Tipp 7: Passt auch auf euch auf (!)

Auch möchte ich hier nochmal ausdrücklich betonen, dass ihr nicht  für das Problem einer anderen Person verantwortlich seid. Es wichtig und richtig, eine Ansprechperson zu sein und Unterstützung zu bieten, aber für alles weitere - abhängig von dem jeweiligen Problem und der Person - solltet ihr definitiv das Ruder an professionelle Fachkräfte weitergeben. 

Seid bedacht darauf, dass ihr euch authentisch für jemanden einsetzen und mitfühlen könnt, gleichzeitig aber auch emotionale Distanz bewahrt. Das ist einfach ungemein wichtig für eure eigene seelische Gesundheit und sollte, bei allem Edelmut, niemals für die Probleme anderer geopfert werden! 

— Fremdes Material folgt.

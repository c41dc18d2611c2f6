//! # LC-03 Block Progression - Local Chain Harness
//!
//! **Subsystem ID:** 3
//!
//! ## Purpose
//!
//! Drives the emulated chain forward. Transactions are checked, executed by
//! the virtual machine, assembled into canonical results and appended to the
//! pending block; `commit_block` seals the pending block and makes it
//! queryable. Scripts run read-only on the side.
//!
//! ## Block Lifecycle
//!
//! ```text
//!            submit_transaction            submit_transaction
//!   ┌───────┐ ───────────────► ┌─────────┐ ◄──────────────┐
//!   │ Empty │                  │ Pending │ ───────────────┘
//!   └───────┘ ◄─────────────── └─────────┘
//!       │ ▲      commit_block
//!       └─┘ commit_block (empty block)
//! ```
//!
//! ## Rules
//!
//! | Rule | Enforcement Location |
//! |------|---------------------|
//! | Rejected transactions are never appended | `service.rs` - `execute_locked()` |
//! | Failed transactions are appended | `service.rs` - `execute_locked()` |
//! | Sequence number advances on success and failure | `service.rs` - `execute_locked()` |
//! | Transaction index = position in pending block | `domain/block.rs` - `next_transaction_index()` |
//! | Scripts never append | `service.rs` - `execute_script()` |
//! | Empty commits are legal | `domain/block.rs` - `PendingBlock::seal()` |
//!
//! ## Usage Example
//!
//! ```ignore
//! use lc_03_block_progression::prelude::*;
//!
//! let emulator = Emulator::new(EmulatorConfig::from_env())?;
//! let result = emulator.submit_transaction(tx)?;
//! let block = emulator.commit_block()?;
//! assert_eq!(block.results[0], result);
//! ```

// Crate-level lints
#![warn(missing_docs)]
#![warn(clippy::all)]
#![allow(clippy::module_name_repetitions)]

// =============================================================================
// MODULES
// =============================================================================

pub mod config;
pub mod domain;
pub mod error;
pub mod ports;
pub mod service;

// =============================================================================
// PRELUDE
// =============================================================================

/// Convenient re-exports for common usage.
pub mod prelude {
    pub use crate::config::EmulatorConfig;
    pub use crate::domain::{Block, BlockId, BlockState, PendingBlock};
    pub use crate::error::{EmulatorError, Result};
    pub use crate::ports::inbound::BlockProgressionApi;
    pub use crate::service::{Emulator, EmulatorStats};
}

// =============================================================================
// CRATE INFO
// =============================================================================

/// Crate version.
pub const VERSION: &str = env!("CARGO_PKG_VERSION");

/// Subsystem ID.
pub const SUBSYSTEM_ID: u8 = 3;

/// Subsystem name.
pub const SUBSYSTEM_NAME: &str = "Block Progression";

Hier noch eine kleine Thought Bubble:

Versucht, immer mal wieder euch in die Lage der anderen Person zu versetzen: 

  • Wie würde ich mich fühlen, wenn ich eine persönliche Angelegenheit, die mich belastet, bei jemand anderen anspreche? 
  • Kann ich mich ungefiltert mitteilen? Was würde mich wohlfühlen lassen, damit ich einfach frei sprechen kann?
  • Was würde mir in diesem Moment gut tun zu hören? Was würde mich ganz arg stören?
  • Was könnte ich tun oder wo könnte ich professionelle Hilfe kriegen, wenn ich sie in Anspruch nehmen wollen würde? Wo könnte ich anfangen?

Wenn ihr euch vorstellt, wie ihr euch in der jeweiligen Lage fühlen würdet, dann könnt ihr viel besser Lösungsvorschläge machen. 

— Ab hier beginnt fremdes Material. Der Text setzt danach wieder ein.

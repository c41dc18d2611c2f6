//! # Ports Layer
//!
//! The harness's public API.

pub mod inbound;

pub use inbound::*;
//! # Value Objects
//!
//! Immutable primitives of the public result model.

use serde::{Deserialize, Deserializer, Serialize, Serializer};
use std::fmt;

// =============================================================================
// TRANSACTION ID (32 bytes)
// =============================================================================

/// Externally addressable 32-byte transaction identifier.
///
/// Displayed and serialized as 64 lower-case hex characters.
#[derive(Clone, Copy, PartialEq, Eq, Hash, PartialOrd, Ord, Default)]
pub struct TransactionId(pub [u8; 32]);

impl TransactionId {
    /// The zero identifier.
    pub const ZERO: Self = Self([0u8; 32]);

    /// Creates an identifier from a 32-byte array.
    #[must_use]
    pub const fn new(bytes: [u8; 32]) -> Self {
        Self(bytes)
    }

    /// Parses 64 hex characters, with or without a `0x` prefix.
    #[must_use]
    pub fn from_hex(s: &str) -> Option<Self> {
        let bytes = hex::decode(s.trim_start_matches("0x")).ok()?;
        <[u8; 32]>::try_from(bytes.as_slice()).ok().map(Self)
    }

    /// Returns the underlying bytes.
    #[must_use]
    pub const fn as_bytes(&self) -> &[u8; 32] {
        &self.0
    }

    /// Lower-case hex encoding.
    #[must_use]
    pub fn to_hex(&self) -> String {
        hex::encode(self.0)
    }
}

impl fmt::Debug for TransactionId {
    fn fmt(&self, f: &mut fmt::Formatter<'_>) -> fmt::Result {
        write!(f, "TransactionId({})", self.to_hex())
    }
}

impl fmt::Display for TransactionId {
    fn fmt(&self, f: &mut fmt::Formatter<'_>) -> fmt::Result {
        f.write_str(&self.to_hex())
    }
}

impl From<[u8; 32]> for TransactionId {
    fn from(bytes: [u8; 32]) -> Self {
        Self(bytes)
    }
}

impl Serialize for TransactionId {
    fn serialize<S: Serializer>(&self, serializer: S) -> Result<S::Ok, S::Error> {
        serializer.serialize_str(&self.to_hex())
    }
}

impl<'de> Deserialize<'de> for TransactionId {
    fn deserialize<D: Deserializer<'de>>(deserializer: D) -> Result<Self, D::Error> {
        let s = String::deserialize(deserializer)?;
        Self::from_hex(&s)
            .ok_or_else(|| serde::de::Error::custom(format!("invalid transaction id: {s}")))
    }
}

// =============================================================================
// EXECUTION ERROR KIND
// =============================================================================

/// Category of an execution failure, for callers that branch on it.
#[derive(Clone, Copy, Debug, PartialEq, Eq, Hash, Serialize, Deserialize)]
#[serde(rename_all = "snake_case")]
pub enum ExecutionErrorKind {
    /// The program itself failed (abort, insufficient balance, ...).
    Execution,
    /// The program exhausted its computation allowance.
    ResourceLimit,
    /// The VM failed for reasons unrelated to the program.
    Internal,
}

impl fmt::Display for ExecutionErrorKind {
    fn fmt(&self, f: &mut fmt::Formatter<'_>) -> fmt::Result {
        let name = match self {
            Self::Execution => "execution",
            Self::ResourceLimit => "resource limit",
            Self::Internal => "internal",
        };
        f.write_str(name)
    }
}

Überlegt euch also im Laufe des Gesprächs, was ihr für euch selbst mitnehmen könnt. Vielleicht reicht es für die Person, einmal durchzuatmen und alles aus sich raus zu quasseln. Wenn sie aber mehr benötigt, dann steht euren Liebsten auch später zur Seite und unterstützt sie, beispielsweise bei der Suche nach eine*m Therapeut*in o. ä., ohne dass es primär zu eurer Aufgabe wird.

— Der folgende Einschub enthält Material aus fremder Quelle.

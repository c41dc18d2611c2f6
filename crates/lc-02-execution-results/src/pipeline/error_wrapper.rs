//! # Error Wrapper
//!
//! Turns the VM's optional failure into the emulator's optional
//! [`ExecutionError`]. Absence stays absence.

use crate::domain::{ExecutionError, ExecutionErrorKind};
use lc_01_virtual_machine::errors::VmError;

/// Wraps a VM error, keeping its message and concrete type intact.
#[must_use]
pub fn wrap_vm_error(err: Option<VmError>) -> Option<ExecutionError> {
    err.map(|e| {
        let kind = classify(&e);
        ExecutionError::new(kind, e)
    })
}

fn classify(err: &VmError) -> ExecutionErrorKind {
    if err.is_internal() {
        ExecutionErrorKind::Internal
    } else if err.is_resource_limit() {
        ExecutionErrorKind::ResourceLimit
    } else {
        ExecutionErrorKind::Execution
    }
}
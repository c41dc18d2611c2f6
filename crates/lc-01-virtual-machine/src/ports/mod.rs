//! # Ports Layer (Middle Hexagon)
//!
//! - **Driving Port (Inbound)**: `VirtualMachine`
//! - No concrete implementations in this module

pub mod inbound;

pub use inbound::*;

Kindness doesn’t cost a thing

Letzten Endes könnt auch ihr jeden Tag eine kleine Sache tun, um anderen Menschen zu helfen. Nicht jede*r kann super emphatisch sein. Man sollte auf jeden Fall mit großer Vorsicht handeln und sich vor Augen halten, in wen und vor allem wie man Mühe investiert (!). Aber es kostet euch nichts eure Fühler auszustrecken und umsichtiger durch die Welt zu gehen. Ein bisschen mehr Freundlichkeit und Zugewandtheit zu geben, schadet niemanden. Wie man doch so gerne sagt: 

“Behandle andere genau so, wie du behandelt werden möchtest.”